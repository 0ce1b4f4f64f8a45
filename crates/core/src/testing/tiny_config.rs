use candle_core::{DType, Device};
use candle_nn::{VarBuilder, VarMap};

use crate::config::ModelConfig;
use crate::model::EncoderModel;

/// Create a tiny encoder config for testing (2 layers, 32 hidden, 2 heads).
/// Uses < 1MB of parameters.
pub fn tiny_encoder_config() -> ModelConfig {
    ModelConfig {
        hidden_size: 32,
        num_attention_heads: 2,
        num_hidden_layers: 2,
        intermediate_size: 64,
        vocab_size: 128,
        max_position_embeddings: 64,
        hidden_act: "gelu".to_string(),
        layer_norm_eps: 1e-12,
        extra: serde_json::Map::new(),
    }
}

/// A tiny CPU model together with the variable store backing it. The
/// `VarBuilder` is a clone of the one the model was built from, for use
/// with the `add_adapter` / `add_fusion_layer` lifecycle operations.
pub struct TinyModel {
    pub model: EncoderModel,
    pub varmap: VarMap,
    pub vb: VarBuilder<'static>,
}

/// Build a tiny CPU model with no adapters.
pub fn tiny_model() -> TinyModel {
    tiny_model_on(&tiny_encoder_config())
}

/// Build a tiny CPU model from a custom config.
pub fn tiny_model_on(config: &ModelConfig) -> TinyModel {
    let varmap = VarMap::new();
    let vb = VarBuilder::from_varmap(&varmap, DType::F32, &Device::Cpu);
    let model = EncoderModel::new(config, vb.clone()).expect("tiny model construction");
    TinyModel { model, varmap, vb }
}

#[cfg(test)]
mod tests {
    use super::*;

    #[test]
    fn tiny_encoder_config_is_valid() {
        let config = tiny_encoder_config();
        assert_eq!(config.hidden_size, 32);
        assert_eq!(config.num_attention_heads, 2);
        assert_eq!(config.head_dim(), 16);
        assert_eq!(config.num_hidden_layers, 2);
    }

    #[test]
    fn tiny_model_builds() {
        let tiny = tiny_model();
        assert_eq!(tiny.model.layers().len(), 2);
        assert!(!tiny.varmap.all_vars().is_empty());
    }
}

******

**Activity**
Whenever a line of the records above contains the word "ModelConfig", it counts toward the total; give that total alone.

**Output**
4